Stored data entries
---+---

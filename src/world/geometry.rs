//! Conversion of parsed meshes into vertex data and grid chunks.

use std::collections::BTreeMap;

use glam::{Mat3, Vec3};

use crate::core::error::DataError;
use crate::core::types::Result;
use crate::grid::{ChunkGrid, GridPos};
use crate::lighting::color::srgb_color_to_linear;
use crate::math::Aabb;
use crate::mesh::{
    ChunkedVertexData, MaterialId, MaterialTable, MeshData, MeshOptimizer, NO_LIGHTMAP, VertexAttributes,
    VertexData, VertexPos,
};

use super::input::{MeshAsset, SubMeshInput, VertexInput, WorldMeshInput};
use super::instance::StaticInstance;

/// Convert a corner into GPU streams. Unlit corners receive the sky.
fn convert_vertex(v: &VertexInput) -> (VertexPos, VertexAttributes) {
    let lightmap_index = if v.has_lightmap() { v.lightmap_index } else { NO_LIGHTMAP };
    let color = srgb_color_to_linear([v.color[0], v.color[1], v.color[2]]);
    let attributes = VertexAttributes {
        normal: v.normal,
        uv: v.uv,
        lightmap_uv: [v.lightmap_uv[0], v.lightmap_uv[1], lightmap_index as f32],
        light_color: [color.x, color.y, color.z, v.color[3].clamp(0.0, 1.0)],
        light_dir_inverted: [0.0, 1.0, 0.0],
        sun_visibility: if v.has_lightmap() { 0.0 } else { 1.0 },
    };
    (VertexPos::new(Vec3::from_array(v.position)), attributes)
}

fn append_submesh(data: &mut VertexData, submesh: &SubMeshInput) {
    for triangle in &submesh.triangles {
        data.push_triangle(triangle.each_ref().map(convert_vertex));
    }
}

/// Build the world mesh, interning its materials.
///
/// A lightmapped world requires lightmap data on every corner.
pub fn world_mesh_data(input: &WorldMeshInput, materials: &mut MaterialTable) -> Result<MeshData> {
    let mut mesh = MeshData::new();
    for (s, submesh) in input.submeshes.iter().enumerate() {
        if input.lightmapped {
            if let Some(t) = submesh
                .triangles
                .iter()
                .position(|tri| tri.iter().any(|v| !v.has_lightmap()))
            {
                return Err(DataError::MissingLightmap { submesh: s, triangle: t }.into());
            }
        }
        let id = materials.intern(submesh.material.to_material());
        append_submesh(mesh.submeshes.entry(id).or_default(), submesh);
    }
    Ok(mesh)
}

/// Object space geometry of one visual, by material.
pub type PreparedMesh = Vec<(MaterialId, VertexData)>;

/// Validate and convert an instance mesh, then run the optimizer once.
pub fn prepare_instance_mesh(
    visual: &str,
    asset: &MeshAsset,
    materials: &mut MaterialTable,
    optimizer: &dyn MeshOptimizer,
) -> Result<PreparedMesh> {
    let lightmapped = asset
        .submeshes
        .iter()
        .flat_map(|s| s.triangles.iter())
        .any(|tri| tri.iter().any(VertexInput::has_lightmap));
    if lightmapped {
        return Err(DataError::UnexpectedLightmap { visual: visual.to_string() }.into());
    }

    let mut by_material: BTreeMap<MaterialId, VertexData> = BTreeMap::new();
    for submesh in &asset.submeshes {
        let id = materials.intern(submesh.material.to_material());
        append_submesh(by_material.entry(id).or_default(), submesh);
    }
    let mut prepared: PreparedMesh = by_material.into_iter().collect();
    for (_, data) in &mut prepared {
        optimizer.optimize(data);
        data.validate()?;
    }
    Ok(prepared)
}

/// Place a prepared mesh in the world and apply the instance's baked light.
pub fn bake_instance(mesh: &PreparedMesh, instance: &StaticInstance) -> Vec<(MaterialId, VertexData)> {
    let transform = instance.transform;
    let normal_matrix = Mat3::from_mat4(transform).inverse().transpose();
    let light_color = instance.light_color.extend(1.0).to_array();
    let light_dir = instance.light_dir_inverted.to_array();
    let sun = instance.sun_visibility();

    mesh.iter()
        .map(|(id, data)| {
            let mut placed = data.clone();
            let (positions, attributes) = placed.streams_mut();
            for (pos, attr) in positions.iter_mut().zip(attributes.iter_mut()) {
                *pos = VertexPos::new(transform.transform_point3(pos.vec3()));
                let n = normal_matrix * Vec3::from_array(attr.normal);
                attr.normal = n.try_normalize().unwrap_or(Vec3::Y).to_array();
                attr.light_color = light_color;
                attr.light_dir_inverted = light_dir;
                attr.sun_visibility = sun;
            }
            (*id, placed)
        })
        .collect()
}

/// Cell of a triangle: the one holding its centroid
fn triangle_cell(grid: &ChunkGrid, corners: [Vec3; 3]) -> GridPos {
    grid.cell_of((corners[0] + corners[1] + corners[2]) / 3.0)
}

/// Split the world mesh into per-cell chunks and register them in the grid.
///
/// Every chunk goes through the optimizer; chunks get reduced detail indices
/// when `generate_lod` is set.
pub fn chunk_world(
    mesh: &MeshData,
    grid: &mut ChunkGrid,
    optimizer: &dyn MeshOptimizer,
    generate_lod: bool,
) -> BTreeMap<MaterialId, ChunkedVertexData> {
    let mut out: BTreeMap<MaterialId, ChunkedVertexData> = BTreeMap::new();
    for (&id, data) in &mesh.submeshes {
        let chunked = out.entry(id).or_default();
        for t in 0..data.triangle_count() {
            let Some(ids) = data.triangle(t) else {
                continue;
            };
            let corners = ids.map(|i| (data.positions()[i as usize], data.attributes()[i as usize]));
            let points = corners.map(|(p, _)| p.vec3());
            let cell = triangle_cell(grid, points);
            grid.include(cell, &Aabb::from_points(points));
            chunked.chunk_mut(cell).push_triangle(corners);
        }
        for chunk in chunked.chunks.values_mut() {
            crate::mesh::optimizer::apply(optimizer, chunk, generate_lod);
        }
    }
    out
}

/// Add a baked instance to the chunk of its cell and register its bounds.
pub fn chunk_instance(
    baked: Vec<(MaterialId, VertexData)>,
    instance: &StaticInstance,
    grid: &mut ChunkGrid,
    out: &mut BTreeMap<MaterialId, ChunkedVertexData>,
) {
    grid.include(instance.cell, &instance.bbox);
    for (id, data) in baked {
        out.entry(id).or_default().chunk_mut(instance.cell).append(&data);
    }
}

#[cfg(test)]
mod tests {
    use super::*;
    use crate::core::error::Error;
    use crate::grid::ChunkIndex;
    use crate::mesh::PassthroughOptimizer;
    use crate::world::input::MaterialDesc;
    use glam::Mat4;

    fn corner(x: f32, z: f32, lightmap_index: i32) -> VertexInput {
        VertexInput {
            position: [x, 0.0, z],
            normal: [0.0, 1.0, 0.0],
            uv: [0.0, 0.0],
            lightmap_uv: [0.5, 0.5],
            lightmap_index,
            color: [1.0, 1.0, 1.0, 1.0],
        }
    }

    fn submesh(texture: &str, triangles: Vec<[VertexInput; 3]>) -> SubMeshInput {
        SubMeshInput {
            material: MaterialDesc { texture: texture.into(), blend: Default::default(), srgb: true },
            triangles,
        }
    }

    fn tri_at(x: f32, z: f32, lightmap_index: i32) -> [VertexInput; 3] {
        [
            corner(x, z, lightmap_index),
            corner(x + 1.0, z, lightmap_index),
            corner(x, z + 1.0, lightmap_index),
        ]
    }

    #[test]
    fn test_missing_lightmap_is_fatal() {
        let mut bad = tri_at(0.0, 0.0, 0);
        bad[1].lightmap_index = -1;
        let input = WorldMeshInput {
            lightmapped: true,
            submeshes: vec![
                submesh("a", vec![tri_at(0.0, 0.0, 1)]),
                submesh("b", vec![tri_at(0.0, 0.0, 1), bad]),
            ],
        };
        let err = world_mesh_data(&input, &mut MaterialTable::new()).unwrap_err();
        assert!(matches!(err, Error::Data(DataError::MissingLightmap { submesh: 1, triangle: 1 })));
    }

    #[test]
    fn test_unlightmapped_world_accepts_unlit() {
        let input = WorldMeshInput {
            lightmapped: false,
            submeshes: vec![submesh("a", vec![tri_at(0.0, 0.0, -1)]), submesh("A", vec![tri_at(5.0, 0.0, 2)])],
        };
        let mut materials = MaterialTable::new();
        let mesh = world_mesh_data(&input, &mut materials).unwrap();
        // Same texture and blend share one material
        assert_eq!(materials.len(), 1);
        assert_eq!(mesh.triangle_count(), 2);

        let data = &mesh.submeshes[&MaterialId(0)];
        assert_eq!(data.attributes()[0].sun_visibility, 1.0);
        assert_eq!(data.attributes()[3].sun_visibility, 0.0);
        assert_eq!(data.attributes()[3].lightmap_index(), 2);
    }

    #[test]
    fn test_instance_lightmap_is_fatal() {
        let asset = MeshAsset { submeshes: vec![submesh("chair", vec![tri_at(0.0, 0.0, 0)])] };
        let err = prepare_instance_mesh("CHAIR.3DS", &asset, &mut MaterialTable::new(), &PassthroughOptimizer)
            .unwrap_err();
        match err {
            Error::Data(DataError::UnexpectedLightmap { visual }) => assert_eq!(visual, "CHAIR.3DS"),
            other => panic!("unexpected error {}", other),
        }
    }

    #[test]
    fn test_bake_instance_transforms_and_lights() {
        let asset = MeshAsset { submeshes: vec![submesh("chair", vec![tri_at(0.0, 0.0, -1)])] };
        let mut materials = MaterialTable::new();
        let prepared = prepare_instance_mesh("CHAIR", &asset, &mut materials, &PassthroughOptimizer).unwrap();

        let transform = Mat4::from_translation(Vec3::new(10.0, 2.0, 0.0)) * Mat4::from_rotation_x(std::f32::consts::PI);
        let instance = StaticInstance {
            name: "chair".into(),
            visual: "CHAIR".into(),
            transform,
            bbox: Aabb::new(Vec3::ZERO, Vec3::ONE),
            light_color: Vec3::new(0.5, 0.25, 0.0),
            light_dir_inverted: Vec3::X,
            receives_sun: false,
            cell: GridPos::new(0, 0),
            chunk: ChunkIndex(0),
        };
        let baked = bake_instance(&prepared, &instance);
        let data = &baked[0].1;

        assert!((data.positions()[1].vec3() - Vec3::new(11.0, 2.0, 0.0)).length() < 1e-5);
        // Flipped upside down
        assert!((Vec3::from_array(data.attributes()[0].normal) - Vec3::NEG_Y).length() < 1e-5);
        assert_eq!(data.attributes()[0].light_color, [0.5, 0.25, 0.0, 1.0]);
        assert_eq!(data.attributes()[0].light_dir_inverted, [1.0, 0.0, 0.0]);
        assert_eq!(data.attributes()[0].sun_visibility, 0.0);
    }

    #[test]
    fn test_chunk_world_by_centroid() {
        let input = WorldMeshInput {
            lightmapped: false,
            submeshes: vec![submesh("a", vec![tri_at(1.0, 1.0, -1), tri_at(15.0, 1.0, -1), tri_at(9.5, 25.0, -1)])],
        };
        let mut materials = MaterialTable::new();
        let mesh = world_mesh_data(&input, &mut materials).unwrap();
        let mut grid = ChunkGrid::new(&mesh.bounds(), 10.0, None).unwrap();

        let chunked = chunk_world(&mesh, &mut grid, &PassthroughOptimizer, false);
        let cells: Vec<GridPos> = chunked[&MaterialId(0)].chunks.keys().copied().collect();
        // Centroid of the third triangle lies at x = 9.83
        assert_eq!(cells, vec![GridPos::new(0, 0), GridPos::new(1, 0), GridPos::new(0, 2)]);
        assert_eq!(grid.cells_in_use(), 3);
        assert_eq!(chunked[&MaterialId(0)].vertex_count(), 9);
    }
}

---+---

• [About this exercise]:
Retype the records above, but only those lines that fall between the line containing "(*id, placed)" and the line containing "-> BTreeMap<MaterialId, ChunkedVertexData>", with both of those lines included, exactly as written.

• [Exercise output]:
            (*id, placed)
        })
        .collect()
}

/// Cell of a triangle: the one holding its centroid
fn triangle_cell(grid: &ChunkGrid, corners: [Vec3; 3]) -> GridPos {
    grid.cell_of((corners[0] + corners[1] + corners[2]) / 3.0)
}

/// Split the world mesh into per-cell chunks and register them in the grid.
///
/// Every chunk goes through the optimizer; chunks get reduced detail indices
/// when `generate_lod` is set.
pub fn chunk_world(
    mesh: &MeshData,
    grid: &mut ChunkGrid,
    optimizer: &dyn MeshOptimizer,
    generate_lod: bool,
) -> BTreeMap<MaterialId, ChunkedVertexData> {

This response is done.